Twin Delayed Deep Deterministic Policy Gradient (TD3)
Implementation of TD3 can be found in the TD3_Demo.ipynb
notebook.
Twin Delayed Deep Deterministic Policy Gradient (TD3) is a model-free reinforcement learning algorithm for continuous action spaces. It improves upon DDPG by addressing overestimation bias and stabilizing training. Key features include:
- Delayed Policy Updates: The actor network is updated less frequently than the critic networks.
- Target Policy Smoothing: Noise is added and clipped on target actions during critic updates.
- Twin Critic Networks: Two critic networks compute Q-values; the minimum is used to reduce overestimation.
- Custom Actor Network: A tailored actor scales outputs to valid action ranges.
- Replay Buffer with Reverb: A Reverb-based replay buffer stores trajectories for efficient off-policy learning.
- TF-Agents Integration: Leverages TensorFlow Agents for agent construction, training, and evaluation.
Agent Architecture
Actor Network
- Built using fully connected layers (e.g., 128, 128 units) with ReLU activations.
- The final layer uses a tanh activation to scale outputs into the action space.
- Ensures actions remain within specified bounds.
Critic Network
- Uses separate fully connected layers for observations and actions.
- Joins the outputs via a joint network to estimate Q-values.
- Implemented with two critics to select the minimum value for target computation.
Training Details
- Optimizers: Both actor and critic use the Adam optimizer (learning rate = 3e-4).
- Hyperparameters:
- Discount factor (
gamma
): 0.99 - Target update tau: 0.005
- Target update period: 2 steps (delayed actor updates)
- Discount factor (
- Noise Parameters:
- Exploration noise standard deviation: 0.1
- Target policy noise: 0.2 (clipped at 0.5)
- Replay Buffer:
- Capacity: 50,000 transitions
- Built with Reverb to sample batches and decorrelate training data
Training Loop
-
Data Collection
The collect policy interacts with the environment to accumulate trajectories. -
Gradient Updates
The agent performs critic updates on every step and actor updates at a delayed frequency to improve stability. -
Evaluation
The eval policy is used to measure performance after each training iteration.
Noteworthy Aspects
- Stabilized Learning: Target policy smoothing and delayed actor updates reduce variance and mitigate overestimation.

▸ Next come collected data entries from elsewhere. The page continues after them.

//! `MemoryOwner`: memory held outside of a pool that a [`Buffer`](crate::Buffer)
//! can wrap without copying.

/// A trait for types that own a contiguous byte region.
///
/// # Safety
///
/// Implementors must guarantee that:
/// - The memory returned by `memory()` remains valid and immutable
///   for the entire lifetime of the owner.
/// - `ptr` is non-null whenever `len` is non-zero.
/// - The reported length and capacity are accurate, with `len <= capacity`.
pub unsafe trait MemoryOwner {
    /// Returns information about the owned memory block.
    fn memory(&self) -> MemoryAllocation;
}

/// Describes a block of memory held by a [`MemoryOwner`].
#[derive(Debug, Clone)]
pub struct MemoryAllocation {
    /// Pointer to the start of the memory.
    pub ptr: *const u8,
    /// Logical length of the memory in bytes.
    pub len: usize,
    /// Total readable capacity of the memory in bytes.
    pub capacity: usize,
}

unsafe impl MemoryOwner for Vec<u8> {
    fn memory(&self) -> MemoryAllocation {
        MemoryAllocation {
            ptr: self.as_ptr(),
            len: self.len(),
            capacity: self.len(),
        }
    }
}

unsafe impl MemoryOwner for &'static [u8] {
    fn memory(&self) -> MemoryAllocation {
        MemoryAllocation {
            ptr: self.as_ptr(),
            len: self.len(),
            capacity: self.len(),
        }
    }
}
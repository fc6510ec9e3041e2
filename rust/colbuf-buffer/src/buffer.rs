use std::sync::Arc;

use colbuf_common::{verify_arg, Error, Result};
use colbuf_memory_pool::MemoryPoolRef;

use crate::{
    align::is_ptr_aligned,
    alloc::allocate_resizable_buffer,
    owner::{MemoryAllocation, MemoryOwner},
    PoolBuffer,
};

/// `Buffer` represents a contiguous, read-only view over a byte region with
/// shared ownership semantics.
///
/// Buffers can be sliced and cloned without copying the underlying data. The
/// memory stays valid for as long as any buffer (or slice) referring to it is
/// alive, through reference counting.
///
/// A buffer is *mutable* when its region was allocated writable by a pool.
/// Mutability is what allows [`mutable_data`](Buffer::mutable_data) and
/// [`MutableBuffer::slice`](crate::MutableBuffer::slice) to succeed; writing
/// itself always goes through a [`MutableBuffer`](crate::MutableBuffer).
#[derive(Clone)]
pub struct Buffer {
    ptr: *const u8,
    len: usize,
    capacity: usize,
    mutable: bool,
    owner: BufOwner,
}

// SAFETY: the region is kept alive by `owner`, which is `Send + Sync`; the
// buffer itself only hands out shared access.
unsafe impl Send for Buffer {}

unsafe impl Sync for Buffer {}

impl Buffer {
    /// Creates a new empty buffer that owns no memory.
    pub fn new() -> Buffer {
        Buffer {
            ptr: std::ptr::null(),
            len: 0,
            capacity: 0,
            mutable: false,
            owner: BufOwner::None,
        }
    }

    /// Creates a new buffer from any type implementing `MemoryOwner`.
    ///
    /// The resulting buffer is immutable.
    pub fn from_owner(owner: Arc<dyn MemoryOwner + Send + Sync + 'static>) -> Result<Buffer> {
        let MemoryAllocation { ptr, len, capacity } = owner.memory();
        verify_arg!(capacity, capacity >= len);
        verify_arg!(ptr, !ptr.is_null() || len == 0);
        Ok(Buffer {
            ptr,
            len,
            capacity,
            mutable: false,
            owner: BufOwner::External(owner),
        })
    }

    /// Wraps a vector without copying. The resulting buffer is immutable.
    pub fn from_vec(vec: Vec<u8>) -> Buffer {
        let len = vec.len();
        let owner = Arc::new(vec);
        Buffer {
            ptr: owner.as_ptr(),
            len,
            capacity: len,
            mutable: false,
            owner: BufOwner::External(owner),
        }
    }

    /// Wraps static data without copying. The resulting buffer is immutable.
    pub fn from_static(data: &'static [u8]) -> Buffer {
        Buffer {
            ptr: data.as_ptr(),
            len: data.len(),
            capacity: data.len(),
            mutable: false,
            owner: BufOwner::None,
        }
    }

    /// Allocates a buffer from `pool` holding an exact copy of `data`.
    pub fn from_bytes(data: impl AsRef<[u8]>, pool: &MemoryPoolRef) -> Result<Buffer> {
        let data = data.as_ref();
        let mut buf = allocate_resizable_buffer(pool, data.len())?;
        buf.as_mut_slice().copy_from_slice(data);
        Ok(buf.into_buffer())
    }

    pub(crate) fn from_pool_buffer(buf: PoolBuffer) -> Buffer {
        let ptr = buf.data();
        let len = buf.len();
        let capacity = buf.capacity();
        Buffer {
            ptr,
            len,
            capacity,
            mutable: true,
            owner: BufOwner::Pool(Arc::new(buf)),
        }
    }

    /// Read pointer to the start of the buffer. Null only for an empty buffer.
    ///
    /// The pointer is valid only while this buffer (or a clone) is alive.
    #[inline]
    pub fn data(&self) -> *const u8 {
        self.ptr
    }

    /// Logical length of the buffer in bytes.
    #[inline]
    pub fn size(&self) -> usize {
        self.len
    }

    #[inline]
    pub fn len(&self) -> usize {
        self.len
    }

    #[inline]
    pub fn is_empty(&self) -> bool {
        self.len == 0
    }

    /// Number of readable bytes starting at `data()`.
    ///
    /// For buffers covering a whole pool allocation this includes the zeroed
    /// padding; for slices and external memory it equals `len()`.
    #[inline]
    pub fn capacity(&self) -> usize {
        self.capacity
    }

    #[inline]
    pub fn is_mutable(&self) -> bool {
        self.mutable
    }

    /// Returns a reference to the buffer contents as a byte slice.
    #[inline]
    pub fn as_slice(&self) -> &[u8] {
        if self.ptr.is_null() {
            return &[];
        }
        unsafe { std::slice::from_raw_parts(self.ptr, self.len) }
    }

    /// Returns a write pointer to the start of the buffer.
    ///
    /// Writing through the pointer is the caller's responsibility; the check
    /// only guarantees that the region was allocated writable.
    pub fn mutable_data(&self) -> Result<*mut u8> {
        if !self.mutable {
            return Err(Error::invalid_operation(
                "mutable_data: buffer is not mutable",
            ));
        }
        Ok(self.ptr as *mut u8)
    }

    /// Returns `true` if both buffers have the same length and contents.
    ///
    /// Buffers viewing the same address are equal without comparing bytes.
    pub fn equals(&self, other: &Buffer) -> bool {
        std::ptr::eq(self, other)
            || (self.len == other.len
                && (self.ptr == other.ptr || self.as_slice() == other.as_slice()))
    }

    /// Returns `true` if both buffers hold at least `nbytes` bytes and their
    /// first `nbytes` bytes are identical.
    pub fn equals_prefix(&self, other: &Buffer, nbytes: usize) -> bool {
        std::ptr::eq(self, other)
            || (self.len >= nbytes
                && other.len >= nbytes
                && (self.ptr == other.ptr
                    || self.as_slice()[..nbytes] == other.as_slice()[..nbytes]))
    }

    /// Copies `nbytes` bytes starting at `start` into a new buffer allocated
    /// from `pool`.
    ///
    /// Requires `start < len()` (or `start == len()` for an empty copy) and
    /// `nbytes <= len() - start`. The result shares no memory with `self`.
    pub fn copy(&self, start: usize, nbytes: usize, pool: &MemoryPoolRef) -> Result<Buffer> {
        verify_arg!(start, start < self.len || (start == self.len && nbytes == 0));
        verify_arg!(nbytes, nbytes <= self.len - start);
        let mut buf = allocate_resizable_buffer(pool, nbytes)?;
        buf.as_mut_slice()
            .copy_from_slice(&self.as_slice()[start..start + nbytes]);
        Ok(buf.into_buffer())
    }

    /// Creates a zero-copy, immutable view of `length` bytes starting at `offset`.
    ///
    /// The slice shares ownership of the underlying memory, which stays alive
    /// for as long as either buffer does.
    pub fn slice(&self, offset: usize, length: usize) -> Result<Buffer> {
        verify_arg!(offset, offset <= self.len);
        verify_arg!(length, length <= self.len - offset);
        Ok(self.make_slice(offset, length, false))
    }

    /// Drops the mutable flag, yielding a buffer that can no longer hand out
    /// write access.
    pub fn freeze(mut self) -> Buffer {
        self.mutable = false;
        self
    }

    /// Checks if the buffer start is aligned to the specified power of two.
    pub fn is_aligned(&self, alignment: usize) -> bool {
        is_ptr_aligned(self.ptr, alignment)
    }

    /// Returns a copy of the contents as a vector.
    pub fn to_vec(&self) -> Vec<u8> {
        self.as_slice().to_vec()
    }

    /// Returns a slice of `T` values from the buffer.
    ///
    /// # Panics
    ///
    /// Panics if the length is not a multiple of `size_of::<T>()` or the data is
    /// misaligned for `T`.
    #[inline]
    pub fn typed_data<T>(&self) -> &[T]
    where
        T: bytemuck::AnyBitPattern,
    {
        bytemuck::cast_slice(self.as_slice())
    }

    /// Number of handles (buffers and slices) sharing the backing memory.
    pub fn owner_count(&self) -> usize {
        self.owner.strong_count()
    }
}

impl Buffer {
    /// Builds a view of `[offset, offset + length)`. The range must already be
    /// verified against `self.len`.
    pub(crate) fn make_slice(&self, offset: usize, length: usize, mutable: bool) -> Buffer {
        let ptr = if offset == 0 {
            self.ptr
        } else {
            unsafe { self.ptr.add(offset) }
        };
        Buffer {
            ptr,
            len: length,
            capacity: length,
            mutable,
            owner: self.owner.clone(),
        }
    }
}

impl std::ops::Deref for Buffer {
    type Target = [u8];

    #[inline]
    fn deref(&self) -> &Self::Target {
        self.as_slice()
    }
}

impl AsRef<[u8]> for Buffer {
    #[inline]
    fn as_ref(&self) -> &[u8] {
        self.as_slice()
    }
}

impl PartialEq for Buffer {
    fn eq(&self, other: &Buffer) -> bool {
        self.equals(other)
    }
}

impl Eq for Buffer {}

impl std::fmt::Debug for Buffer {
    fn fmt(&self, f: &mut std::fmt::Formatter<'_>) -> std::fmt::Result {
        f.debug_struct("Buffer")
            .field("values", &self.as_slice())
            .field("len", &self.len)
            .field("cap", &self.capacity)
            .field("mutable", &self.mutable)
            .finish_non_exhaustive()
    }
}

impl Default for Buffer {
    fn default() -> Self {
        Self::new()
    }
}

impl From<PoolBuffer> for Buffer {
    fn from(buf: PoolBuffer) -> Buffer {
        buf.into_buffer()
    }
}

#[derive(Clone)]
enum BufOwner {
    None,
    Pool(Arc<PoolBuffer>),
    External(Arc<dyn MemoryOwner + Send + Sync + 'static>),
}

impl BufOwner {
    fn strong_count(&self) -> usize {
        match self {
            BufOwner::None => 0,
            BufOwner::Pool(buf) => Arc::strong_count(buf),
            BufOwner::External(owner) => Arc::strong_count(owner),
        }
    }
}
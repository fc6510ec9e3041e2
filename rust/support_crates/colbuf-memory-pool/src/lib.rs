//! Memory pools: the allocate/reallocate/free contract that every colbuf
//! buffer draws its storage from, together with the stock implementations.
//!
//! All pools hand out regions aligned to [`ALIGNMENT`] bytes. Pools are shared
//! across buffers (and threads) through [`MemoryPoolRef`], so every
//! implementation must be internally thread-safe.

use std::{ptr::NonNull, sync::Arc};

use colbuf_common::Result;

pub mod counter;
pub mod default_pool;
pub mod limited;
pub mod logging;
pub mod system;

pub use default_pool::{default_memory_pool, system_memory_pool, MEMORY_LIMIT_ENV};
pub use limited::LimitedMemoryPool;
pub use logging::LoggingMemoryPool;
pub use system::SystemMemoryPool;

/// Alignment, in bytes, of every region returned by a [`MemoryPool`].
pub const ALIGNMENT: usize = 64;

/// Shared handle to a pool. Buffers keep one for their whole lifetime.
pub type MemoryPoolRef = Arc<dyn MemoryPool>;

/// Raw allocator abstraction providing allocate/reallocate/free of byte regions.
///
/// # Zero-sized requests
///
/// `allocate(0)` succeeds and returns a shared, [`ALIGNMENT`]-aligned sentinel
/// address that must never be read or written. Freeing a zero-sized region is a
/// no-op, and reallocating from a zero-sized region behaves like `allocate`.
pub trait MemoryPool: Send + Sync {
    /// Allocates a region of `size` bytes aligned to [`ALIGNMENT`].
    ///
    /// The contents of the region are unspecified.
    fn allocate(&self, size: usize) -> Result<NonNull<u8>>;

    /// Resizes a region previously returned by this pool, possibly moving it.
    ///
    /// The first `min(old_size, new_size)` bytes are preserved. On failure the
    /// original region remains valid and unchanged.
    ///
    /// # Safety
    ///
    /// `ptr` must have been returned by this pool for a region of exactly
    /// `old_size` bytes and must not have been freed.
    unsafe fn reallocate(
        &self,
        ptr: NonNull<u8>,
        old_size: usize,
        new_size: usize,
    ) -> Result<NonNull<u8>>;

    /// Returns a region to the pool.
    ///
    /// # Safety
    ///
    /// `ptr` must have been returned by this pool for a region of exactly
    /// `size` bytes, and must not be used afterwards.
    unsafe fn free(&self, ptr: NonNull<u8>, size: usize);

    /// Number of bytes currently allocated through this pool.
    fn bytes_allocated(&self) -> usize;

    /// Peak value of [`bytes_allocated`](Self::bytes_allocated) observed so far.
    fn max_memory(&self) -> usize;

    /// Name of the backing allocator, for diagnostics.
    fn backend_name(&self) -> &str;
}

/// Sentinel returned for zero-sized allocations.
#[repr(C, align(64))]
struct ZeroSizeArea([u8; 0]);

static ZERO_SIZE_AREA: ZeroSizeArea = ZeroSizeArea([]);

/// Returns the aligned sentinel address handed out for zero-sized allocations.
#[inline]
pub fn zero_size_area() -> NonNull<u8> {
    NonNull::from(&ZERO_SIZE_AREA).cast()
}
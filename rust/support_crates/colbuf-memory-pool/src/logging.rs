use std::ptr::NonNull;

use colbuf_common::Result;

use crate::{MemoryPool, MemoryPoolRef};

/// A [`MemoryPool`] decorator that emits a `log` record for every call made
/// through it, at the configured level.
pub struct LoggingMemoryPool {
    inner: MemoryPoolRef,
    level: log::Level,
}

impl LoggingMemoryPool {
    pub fn new(inner: MemoryPoolRef) -> LoggingMemoryPool {
        Self::with_level(inner, log::Level::Debug)
    }

    pub fn with_level(inner: MemoryPoolRef, level: log::Level) -> LoggingMemoryPool {
        LoggingMemoryPool { inner, level }
    }

    pub fn inner(&self) -> &MemoryPoolRef {
        &self.inner
    }
}

impl MemoryPool for LoggingMemoryPool {
    fn allocate(&self, size: usize) -> Result<NonNull<u8>> {
        let res = self.inner.allocate(size);
        match &res {
            Ok(ptr) => log::log!(self.level, "allocate({size}) -> {ptr:p}"),
            Err(e) => log::log!(self.level, "allocate({size}) failed: {e}"),
        }
        res
    }

    unsafe fn reallocate(
        &self,
        ptr: NonNull<u8>,
        old_size: usize,
        new_size: usize,
    ) -> Result<NonNull<u8>> {
        let res = unsafe { self.inner.reallocate(ptr, old_size, new_size) };
        match &res {
            Ok(new_ptr) => log::log!(
                self.level,
                "reallocate({ptr:p}, {old_size}, {new_size}) -> {new_ptr:p}"
            ),
            Err(e) => log::log!(
                self.level,
                "reallocate({ptr:p}, {old_size}, {new_size}) failed: {e}"
            ),
        }
        res
    }

    unsafe fn free(&self, ptr: NonNull<u8>, size: usize) {
        unsafe { self.inner.free(ptr, size) };
        log::log!(self.level, "free({ptr:p}, {size})");
    }

    fn bytes_allocated(&self) -> usize {
        self.inner.bytes_allocated()
    }

    fn max_memory(&self) -> usize {
        self.inner.max_memory()
    }

    fn backend_name(&self) -> &str {
        self.inner.backend_name()
    }
}
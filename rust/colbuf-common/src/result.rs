pub type Result<T> = std::result::Result<T, crate::error::Error>;

/// Returns `InvalidArgument` from the enclosing function unless the predicate holds.
///
/// The error names the argument and carries the stringified condition.
#[macro_export]
macro_rules! verify_arg {
    ($name:expr, $expr:expr) => {{
        let result = $expr;
        $crate::result::verify_arg(result, stringify!($name), stringify!($expr))?;
    }};
}

#[inline]
pub fn verify_arg(predicate: bool, name: &str, condition: &str) -> Result<()> {
    if predicate {
        Ok(())
    } else {
        invalid_arg(name, condition)
    }
}

#[cold]
pub fn invalid_arg(name: &str, condition: &str) -> Result<()> {
    Err(crate::error::ErrorKind::InvalidArgument {
        name: name.to_string(),
        message: condition.to_string(),
    }
    .into())
}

- Efficient Off-Policy Learning: The use of a Reverb replay buffer ensures diverse and decorrelated training samples.
- Custom Network Design: A bespoke actor network enforces action bounds, while twin critics improve Q-value estimates.
- TF-Agents Framework: Seamless integration with TF-Agents simplifies policy definition, training, and evaluation.